In a global project, Australian researchers processed data from 121 clinical trials of herbal and dietary weight loss supplements conducted around the world, EurekAlert reported. Long story short, they found no evidence to suggest that the use of these popular weight loss supplements — including chitosan and glucomannan — can be justified.

Specifically, they found that neither herbal supplements (which are plant-based) nor dietary supplements (which contain naturally occurring compounds) will result in clinically significant weight loss. “Our rigorous assessment of the best available evidence finds that there is insufficient evidence to recommend these supplements for weight loss,” lead author Erica Bessell of the University of Sydney told EurekAlert. In other words, natural weight loss pills are basically bullshit — which some of us (*cough*) have long suspected — and now there are numbers to prove it.

Some of the participants in the studies lost a bit of weight, but scientists don’t think it’s significant enough to warrant taking unknown compounds. "Over-the-counter herbal and dietary supplements promoted for weight loss are increasingly popular, but unlike pharmaceutical drugs, clinical evidence for their safety and effectiveness is not required before they hit the market," Bessell told EurekAlert. "Even though most supplements appear safe for short term consumption, they are not going to provide weight loss that is clinically meaningful."

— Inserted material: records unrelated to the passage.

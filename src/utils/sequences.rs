//! Image sequence discovery on disk
//!
//! **Why**: Users point at one frame (`shot.0001.pic`) or a pattern
//! (`shot.####.pic`, `shot.%04d.pic`); codecs need a `FileInfo` listing every
//! frame that actually exists.
//!
//! **Used by**: CLI (`info`, `convert`, `preload`), integration tests
//!
//! Siblings are found with `glob` and then filtered with a regex on the file
//! name, so `shot.0001.pic` never picks up `shot_v2.0001.pic` or
//! `shot.1.pic`. Pad width has to match: a padded number only groups with
//! numbers of the same digit count, an unpadded one only with unpadded ones.

use std::path::{Path, PathBuf};

use log::{debug, info, warn};
use once_cell::sync::Lazy;
use regex::Regex;

use crate::entities::sequence::{frame_to_string, max_frames, string_to_frame};
use crate::entities::{FileInfo, Sequence, Speed};
use crate::io::error::{IoError, IoResult};

const PLUGIN: &str = "Sequence";

type LazyRegex = Lazy<Result<Regex, regex::Error>>;

/// `####` (pad = count) before the extension
static HASH_RE: LazyRegex = Lazy::new(|| Regex::new(r"^(?P<base>.*?)(?P<hash>#+)(?P<ext>\.[^.]*)?$"));

/// `%04d` / `%d` before the extension
static PRINTF_RE: LazyRegex = Lazy::new(|| Regex::new(r"^(?P<base>.*?)%0?(?P<pad>\d*)d(?P<ext>\.[^.]*)?$"));

fn compiled(re: &'static LazyRegex, path: &Path) -> IoResult<&'static Regex> {
    re.as_ref()
        .map_err(|e| IoError::unsupported(PLUGIN, path, format!("regex error: {e}")))
}

/// Pattern pieces: name prefix, pad width, extension with dot
#[derive(Debug, Clone, PartialEq, Eq)]
struct Pattern {
    dir: PathBuf,
    base: String,
    pad: usize,
    ext: String,
}

impl Pattern {
    /// Parse `####` or `%0Nd` tokens; `None` for ordinary names.
    fn from_token(path: &Path) -> IoResult<Option<Self>> {
        let dir = path.parent().map(Path::to_path_buf).unwrap_or_default();
        let Some(name) = path.file_name().and_then(|n| n.to_str()) else {
            return Ok(None);
        };
        let ext = |caps: &regex::Captures| {
            caps.name("ext").map(|m| m.as_str().to_string()).unwrap_or_default()
        };
        if let Some(caps) = compiled(&HASH_RE, path)?.captures(name) {
            return Ok(Some(Self {
                dir,
                base: caps["base"].to_string(),
                pad: caps["hash"].len(),
                ext: ext(&caps),
            }));
        }
        Ok(compiled(&PRINTF_RE, path)?.captures(name).map(|caps| Self {
            dir,
            base: caps["base"].to_string(),
            pad: caps["pad"].parse().unwrap_or(0),
            ext: ext(&caps),
        }))
    }

    /// Pattern from a numbered frame path.
    fn from_frame(file: &FileInfo) -> Option<Self> {
        if file.number().is_empty() {
            return None;
        }
        let (frame, pad) = string_to_frame(file.number());
        if frame < 0 && !file.number().starts_with('-') {
            return None;
        }
        Some(Self {
            dir: file.dir().to_path_buf(),
            base: file.base().to_string(),
            pad,
            ext: file.extension().to_string(),
        })
    }

    fn glob(&self) -> String {
        let name = format!(
            "{}*{}",
            glob::Pattern::escape(&self.base),
            glob::Pattern::escape(&self.ext)
        );
        let dir = glob::Pattern::escape(&self.dir.to_string_lossy());
        if dir.is_empty() {
            name
        } else {
            format!("{}/{}", dir, name)
        }
    }

    fn member_regex(&self) -> IoResult<Regex> {
        let expr = format!(
            "^{}(-?[0-9]+){}$",
            regex::escape(&self.base),
            regex::escape(&self.ext)
        );
        Regex::new(&expr).map_err(|e| IoError::unsupported(PLUGIN, &self.dir, e.to_string()))
    }

    /// Frame number of a sibling, if it belongs to this pattern.
    fn member(&self, re: &Regex, name: &str) -> Option<i64> {
        let token = re.captures(name)?.get(1)?.as_str();
        let (frame, pad) = string_to_frame(token);
        let digits = token.trim_start_matches('-').len();
        let fits = if self.pad > 0 { digits == self.pad } else { pad == 0 };
        fits.then_some(frame)
    }

    fn path(&self, frame: i64) -> PathBuf {
        self.dir
            .join(format!("{}{}{}", self.base, frame_to_string(frame, self.pad), self.ext))
    }
}

/// List every frame on disk matching `pattern`, sorted and truncated to
/// `max_frames()`.
fn scan(pattern: &Pattern, origin: &Path) -> IoResult<Vec<i64>> {
    let re = pattern.member_regex()?;
    let entries = glob::glob(&pattern.glob())
        .map_err(|e| IoError::unsupported(PLUGIN, origin, format!("bad pattern: {e}")))?;

    let mut frames = Vec::new();
    for entry in entries {
        let path = entry.map_err(|e| IoError::read(PLUGIN, origin, e.to_string()))?;
        let Some(name) = path.file_name().and_then(|n| n.to_str()) else {
            continue;
        };
        if let Some(frame) = pattern.member(&re, name) {
            frames.push(frame);
        }
    }
    frames.sort_unstable();
    frames.dedup();

    let limit = max_frames();
    if frames.len() > limit {
        warn!(
            "{} has {} frames, truncated to {}",
            origin.display(),
            frames.len(),
            limit
        );
        frames.truncate(limit);
    }
    Ok(frames)
}

/// Expand a path into a `FileInfo`.
///
/// - `shot.####.pic` / `shot.%04d.pic`: every matching frame; none on disk is
///   an `Open` error
/// - `shot.0001.pic`: the file plus its numbered siblings
/// - anything else: the single file, unchanged
///
/// ```rust,no_run
/// # use seqio::utils::sequences::discover;
/// let file = discover("renders/shot.####.dpx")?;
/// println!("{}", file.display_name()); // shot.1-100.dpx
/// # Ok::<(), seqio::io::error::IoError>(())
/// ```
pub fn discover(path: impl AsRef<Path>) -> IoResult<FileInfo> {
    let path = path.as_ref();

    if let Some(pattern) = Pattern::from_token(path)? {
        let frames = scan(&pattern, path)?;
        let Some(&first) = frames.first() else {
            return Err(IoError::open(PLUGIN, path, "no frames match the pattern"));
        };
        info!("Detected sequence {} ({} frames)", path.display(), frames.len());
        let sequence = Sequence::from_frames(frames, pattern.pad, Speed::default());
        return Ok(FileInfo::with_sequence(pattern.path(first), sequence));
    }

    let file = FileInfo::new(path);
    let Some(pattern) = Pattern::from_frame(&file) else {
        debug!("{} is not numbered, single file", path.display());
        return Ok(file);
    };
    let mut frames = scan(&pattern, path)?;
    if frames.is_empty() {
        // The file itself may be missing; let the codec report that.
        frames = file.sequence().frames.clone();
    }
    debug!("{}: {} frames", path.display(), frames.len());
    let sequence = Sequence::from_frames(frames, pattern.pad, Speed::default());
    Ok(FileInfo::with_sequence(path, sequence))
}

/// Output naming for writing `sequence`.
///
/// A pattern (`out.####.dpx`) or a numbered name (`out.0001.dpx`) becomes a
/// sequence with that pad width. A plain name is only valid for one frame.
pub fn target(path: impl AsRef<Path>, sequence: &Sequence) -> IoResult<FileInfo> {
    let path = path.as_ref();
    let pattern = match Pattern::from_token(path)? {
        Some(pattern) => Some(pattern),
        None => Pattern::from_frame(&FileInfo::new(path)),
    };
    match pattern {
        Some(pattern) => {
            let mut frames = sequence.clone();
            frames.pad = pattern.pad;
            let first = if frames.is_empty() { 0 } else { frames.start() };
            Ok(FileInfo::with_sequence(pattern.path(first), frames))
        }
        None if sequence.len() > 1 => Err(IoError::unsupported(
            PLUGIN,
            path,
            "several frames need a numbered or #### output name",
        )),
        None => Ok(FileInfo::new(path)),
    }
}

/// Discover several paths, dropping duplicates of the same sequence.
pub fn discover_all<P: AsRef<Path>>(paths: &[P]) -> IoResult<Vec<FileInfo>> {
    let mut found: Vec<FileInfo> = Vec::new();
    for path in paths {
        let file = discover(path)?;
        let same = |f: &FileInfo| {
            f.dir() == file.dir()
                && f.base() == file.base()
                && f.extension() == file.extension()
                && f.sequence() == file.sequence()
        };
        if !found.iter().any(same) {
            found.push(file);
        }
    }
    Ok(found)
}

#[cfg(test)]
mod tests {
    use super::*;
    use crate::io::error::ErrorKind;

    fn touch(dir: &Path, names: &[&str]) {
        for name in names {
            std::fs::write(dir.join(name), b"x").unwrap();
        }
    }

    /// Test: a numbered frame expands to its padded siblings only
    #[test]
    fn test_discover_from_frame() {
        let dir = tempfile::tempdir().unwrap();
        touch(
            dir.path(),
            &["shot.0001.pic", "shot.0002.pic", "shot.0004.pic", "shot.5.pic", "shot_v2.0003.pic", "shot.0003.tga"],
        );

        let file = discover(dir.path().join("shot.0002.pic")).unwrap();
        assert!(file.is_sequence());
        assert_eq!(file.sequence().frames, vec![1, 2, 4]);
        assert_eq!(file.sequence().pad, 4);
        assert_eq!(file.file_name(4), dir.path().join("shot.0004.pic"));
    }

    /// Test: `####` and `%04d` patterns find the same frames
    #[test]
    fn test_discover_patterns() {
        let dir = tempfile::tempdir().unwrap();
        touch(dir.path(), &["plate.0010.dpx", "plate.0011.dpx", "plate.0012.dpx"]);

        let hashed = discover(dir.path().join("plate.####.dpx")).unwrap();
        assert_eq!(hashed.sequence().frames, vec![10, 11, 12]);
        assert_eq!(hashed.file_name(-1), dir.path().join("plate.0010.dpx"));

        let printf = discover(dir.path().join("plate.%04d.dpx")).unwrap();
        assert_eq!(printf.sequence(), hashed.sequence());

        let err = discover(dir.path().join("other.####.dpx")).unwrap_err();
        assert_eq!(err.kind(), ErrorKind::Open);
    }

    /// Test: unpadded numbers and negative frames
    #[test]
    fn test_discover_unpadded() {
        let dir = tempfile::tempdir().unwrap();
        touch(dir.path(), &["f.-1.ppm", "f.0.ppm", "f.1.ppm", "f.12.ppm", "f.007.ppm"]);

        let file = discover(dir.path().join("f.1.ppm")).unwrap();
        assert_eq!(file.sequence().frames, vec![-1, 0, 1, 12]);
        assert_eq!(file.sequence().pad, 0);
    }

    /// Test: plain names stay single files; duplicates collapse
    #[test]
    fn test_single_and_dedup() {
        let dir = tempfile::tempdir().unwrap();
        touch(dir.path(), &["logo.png", "a.0001.exr", "a.0002.exr"]);

        let single = discover(dir.path().join("logo.png")).unwrap();
        assert!(!single.is_sequence());

        let all = discover_all(&[
            dir.path().join("a.0001.exr"),
            dir.path().join("a.0002.exr"),
            dir.path().join("logo.png"),
        ])
        .unwrap();
        assert_eq!(all.len(), 2);
    }

    /// Test: output names pick up the pattern's pad
    #[test]
    fn test_target() {
        let frames = Sequence::from_range(1, 3, 0, Speed::default());

        let out = target("/out/comp.####.dpx", &frames).unwrap();
        assert_eq!(out.file_name(2), PathBuf::from("/out/comp.0002.dpx"));

        let out = target("/out/comp.1.tga", &frames).unwrap();
        assert_eq!(out.file_name(3), PathBuf::from("/out/comp.3.tga"));

        assert!(target("/out/comp.tga", &frames).is_err());
        let single = target("/out/comp.tga", &Sequence::single(7, 0)).unwrap();
        assert!(!single.is_sequence());
    }
}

The researchers at the University of Sydney seem suspicious of the “studies" of these supplements, though, and want to see more robust scientific research. Basically, taking a natural diet pill probably won’t kill you tomorrow, but there’s no data about how these supplements may affect your long term health, and also they don’t really do anything.

If it seems confounding that people are still buying into natural weight loss quackery, try not to judge. This $41 billion industry spends a lot of its energy perpetuating the idea that we all need to look better than we currently do. Whether you buy into the thinner is better beauty myth or not — I emphatically do not — the reality is that there is no pill that will magically put you at a healthy weight, and it’s probably smarter not to risk your long-term health using dubious short-term solutions. Or as Bessell told EurekAlert, “Herbal and dietary supplements might seem like a quick-fix solution to weight problems, but people need to be aware of how little we actually know about them.”